Vogliamo abbassare gradualmente l’Ires, intervento che si rende necessario nel momento in cui entrerà in vigore la global minimum tax al 15%, chiaramente per non penalizzare la competitività delle nostre imprese a livello globale. Ma non per tutte le società. Noi vogliamo abbassarla per quelle che investono e assumono a tempo indeterminato in Italia, mentre quelle che fanno elevati ricavi senza creare ricchezza e occupazione in Italia, per come la vedo io, possono continuare a pagare il 24%. Il principio che io vorrei cercare di realizzare, e che il governo vorrebbe cercare di realizzare: è più assumi meno tasse paghi.

 

La global minimum tax è da considerarsi livello minimo di imposta, e nasce per combattere la pratica di porre sedi aziendali nei paradisi fiscali da parte delle multinazionali. Vogliamo forse diventare un paradiso fiscale? Ridurre le imposte sui profitti apporta benefici minimi all’economia di un Paese (è l’azione di politica fiscale con il minor effetto moltiplicatore sul Pil) e va in decisa controtendenza rispetto alle politiche dei Paesi avanzati. La riduzione delle imposte per le imprese senza una forte selettività ha dimostrato di portare risultati esigui alla crescita come all’occupazione. Ripetere queste esperienze non avrà effetti diversi.
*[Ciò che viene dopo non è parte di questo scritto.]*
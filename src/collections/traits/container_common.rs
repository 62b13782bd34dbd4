use std::collections::VecDeque;

pub trait ContainerCommon {
    fn len(&self) -> usize;

    /// Unbounded containers report `usize::MAX`.
    fn capacity(&self) -> usize;

    #[inline]
    fn is_empty(&self) -> bool {
        self.len() == 0
    }

    #[inline]
    fn is_full(&self) -> bool {
        self.len() == self.capacity()
    }
}

impl<T> ContainerCommon for VecDeque<T> {
    #[inline]
    fn len(&self) -> usize {
        self.len()
    }

    #[inline]
    fn capacity(&self) -> usize {
        usize::MAX
    }

    #[inline]
    fn is_empty(&self) -> bool {
        self.is_empty()
    }

    #[inline]
    fn is_full(&self) -> bool {
        false
    }
}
Unione Sovietica o Unione Europea?

Vogliamo un rapporto completamente diverso tra fisco e contribuenti. Un rapporto che offra al contribuente, oltre alla necessaria semplificazione dei processi, maggiori garanzie contro lo Stato (…) Questo non significa tollerare l'evasione fiscale come ho sentito dire, perché noi metteremo finalmente, per esempio, in rete le banche dati per combattere l'evasione. Significa però non confondere l'evasione fiscale con la caccia al gettito.

 

L’utilizzo dell’incrocio delle banche dati per individuare l’evasione fiscale è un tema che da anni sta molto a cuore alla Cgil, che ne ha fatto punto centrale delle sue piattaforme fiscali, anche a livello unitario. Siamo quindi soddisfatti che il governo abbia compreso l’utilità di questo strumento. Ci permettiamo però di ricordare alla presidente del Consiglio un post da lei scritto il 4 dicembre del 2018, che recitava, in merito alla partenza dell’incrocio banche dati e analisi del rischio fiscale (che ha portato ad un incremento di gettito attraverso cui anche il suo governo può adesso operare con maggiori risorse): “Ci rifilano anche il Grande Fratello Fiscale: la Guardia di Finanza avrà accesso diretto ai conti correnti e agli altri rapporti finanziari degli italiani, e potrà anche utilizzarli per ‘elaborare analisi di rischio’ sull’evasione futura. Una roba da Unione Sovietica. Vogliamo meno Stato nei nostri conti correnti, e più Stato nelle strade per la nostra sicurezza!”.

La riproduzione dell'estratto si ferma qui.